See also: Writing Registry Plugins

Some additional conventions are required when writing a Provisioning Plugin.

(warning) Provisioning Plugins are Provision*ers*, but the parent model is CoProvision*ing*. Be careful to reference the correct suffix.

  1. The name of the Plugin should match the format FooProvisioner.
  2. The Plugin should implement a model CoFooProvisionerTarget, and a corresponding Controller. (These are in addition to the other models and controllers required for Plugins.)
    1. This Model should extend CoProvisionerPluginTarget.
    2. The Controller should to extend SPTController ("Standard Provisioning Target" Controller), which provides some functionality common to most/all Provisioners (including parsing of co_provisioning_target_id).
    3. When a new Provisioning Target is created, a skeletal row in the corresponding co_foo_provisioner_targets table will be created. There is no add operation or view required. The skeletal row will point to the parent Provisioning Target.
    4. When a Provisioning Target is edited, the entry point to the Plugin will be foo_provisioner/co_foo_provisioner_targets/edit/#/co:x. This will be called immediately after the parent Provisioning Target is created.
  3. Note CoProvisioningTarget has a hasOne (ie: 1 to 1) relationship with CoFooProvisionerTarget.
  4. The table co_foo_provisioner_target should include a foreign key to co_provisioning_target:id.
    1. Other tables used by the plugin should reference co_foo_provisioner_target:id.
  5. The Plugin must implement two functions, which are defined in Model/CoProvisionerPluginTarget.php. See that file for the function signatures, including what data is passed to the Plugin and what results are expected to be returned.
    1. status() to obtain the current provisioning status for a CO Person or CO Group. Note: there is a default implementation that may be sufficient for many provisioner plugins. Registry will automatically manage entries in cm_co_provisioning_exports and relay that information through the default status() call.
    2. provision() to execute provisioning for a CO Person, CO Group, CO Email List, or CO Service.
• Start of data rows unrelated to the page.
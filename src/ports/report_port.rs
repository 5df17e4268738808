//! Result rendering port trait.

use crate::domain::error::AnalyzerError;
use crate::domain::returns::AnnualizedReturn;

/// Port for rendering listing results to a printable document.
pub trait ReportPort {
    fn render_symbols(&self, symbols: &[String]) -> Result<String, AnalyzerError>;

    fn render_returns(&self, returns: &[AnnualizedReturn]) -> Result<String, AnalyzerError>;
}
Provisioning and Delete Operations

When a delete operation passes through to a Provisioning Plugin, it will generally only be because a CoPerson (or CO Group) is deleted. (Deleting, say, a TelephoneNumber will show up as an update.) The plugin will be called before the delete has committed to the database. This is so that the underlying data is still available for the plugin to perform its work.
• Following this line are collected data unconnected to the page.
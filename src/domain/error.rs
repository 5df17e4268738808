//! Domain error types.

use chrono::NaiveDate;

/// Top-level error type for stock-analyzer.
#[derive(Debug, thiserror::Error)]
pub enum AnalyzerError {
    #[error("trade file not found: {path}")]
    FileNotFound { path: String },

    #[error("failed to parse trade file {path}: {reason}")]
    TradeParse { path: String, reason: String },

    #[error("network error fetching {symbol}: {reason}")]
    Network { symbol: String, reason: String },

    #[error("malformed price response for {symbol}: {reason}")]
    Decode { symbol: String, reason: String },

    #[error("no quotes for {symbol} between {start} and {end}")]
    NoQuotes {
        symbol: String,
        start: NaiveDate,
        end: NaiveDate,
    },

    #[error("invalid price for {symbol}: {price}")]
    InvalidPrice { symbol: String, price: f64 },

    #[error("invalid holding period: {years} years (must be at least 1)")]
    InvalidHoldingPeriod { years: u32 },

    #[error("malformed date '{input}': {reason}")]
    MalformedDate { input: String, reason: String },

    #[error("config parse error in {file}: {reason}")]
    ConfigParse { file: String, reason: String },

    #[error("missing config key [{section}] {key}")]
    ConfigMissing { section: String, key: String },

    #[error("invalid config value [{section}] {key}: {reason}")]
    ConfigInvalid {
        section: String,
        key: String,
        reason: String,
    },

    #[error("report error: {reason}")]
    Report { reason: String },

    #[error(transparent)]
    Io(#[from] std::io::Error),
}

impl AnalyzerError {
    pub fn malformed_date(input: &str, reason: impl Into<String>) -> Self {
        AnalyzerError::MalformedDate {
            input: input.to_string(),
            reason: reason.into(),
        }
    }
}

impl From<&AnalyzerError> for std::process::ExitCode {
    fn from(err: &AnalyzerError) -> Self {
        let code: u8 = match err {
            AnalyzerError::Io(_)
            | AnalyzerError::FileNotFound { .. }
            | AnalyzerError::Report { .. } => 1,
            AnalyzerError::ConfigParse { .. }
            | AnalyzerError::ConfigMissing { .. }
            | AnalyzerError::ConfigInvalid { .. } => 2,
            AnalyzerError::Network { .. }
            | AnalyzerError::Decode { .. }
            | AnalyzerError::NoQuotes { .. } => 3,
            AnalyzerError::TradeParse { .. } | AnalyzerError::MalformedDate { .. } => 4,
            AnalyzerError::InvalidPrice { .. } | AnalyzerError::InvalidHoldingPeriod { .. } => 5,
        };
        std::process::ExitCode::from(code)
    }
}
Note that cascading delete, described above, will clean up any relevant tables.

Obtaining Group Memberships

When a CO Group is provisioned, full group membership information is not provided with the provisioner, as groups can have sufficiently large numbers of members as to cause scalability issues. Instead, plugins requiring full group membership information should use the CoGroupMember::findForCoGroup() function and page over the results (or implement a similar method). This find will pull records for CO People who are not Active, so be sure to check for CO Person status if relevant to your plugin.

Group operations related to a single CO Person (eg: adding a CO Person to a CO Group) will include the relevant CO Person information in the provisioning data passed to the plugin.

Provisioner Assigned Identifiers

As of Registry v3.1.0, Identifiers may be associated with Provisioner Targets. This is useful if the plugin assigns or manages identifiers (for example, tracking the subject's identifier in the downstream system). Set Identifier.co_provisioning_target_id to the appropriate co_provisioning_target:id.

As of Registry v4.0.0, ProvisionerBehavior properly enforces data filtering based on status as documented. "No data provisioned" means that the provisioners may be invoked (depending on context), but will only be provided a CO Person ID and status. This minimal information is so that provisioners can deprovision an existing record that has been downgraded, if appropriate.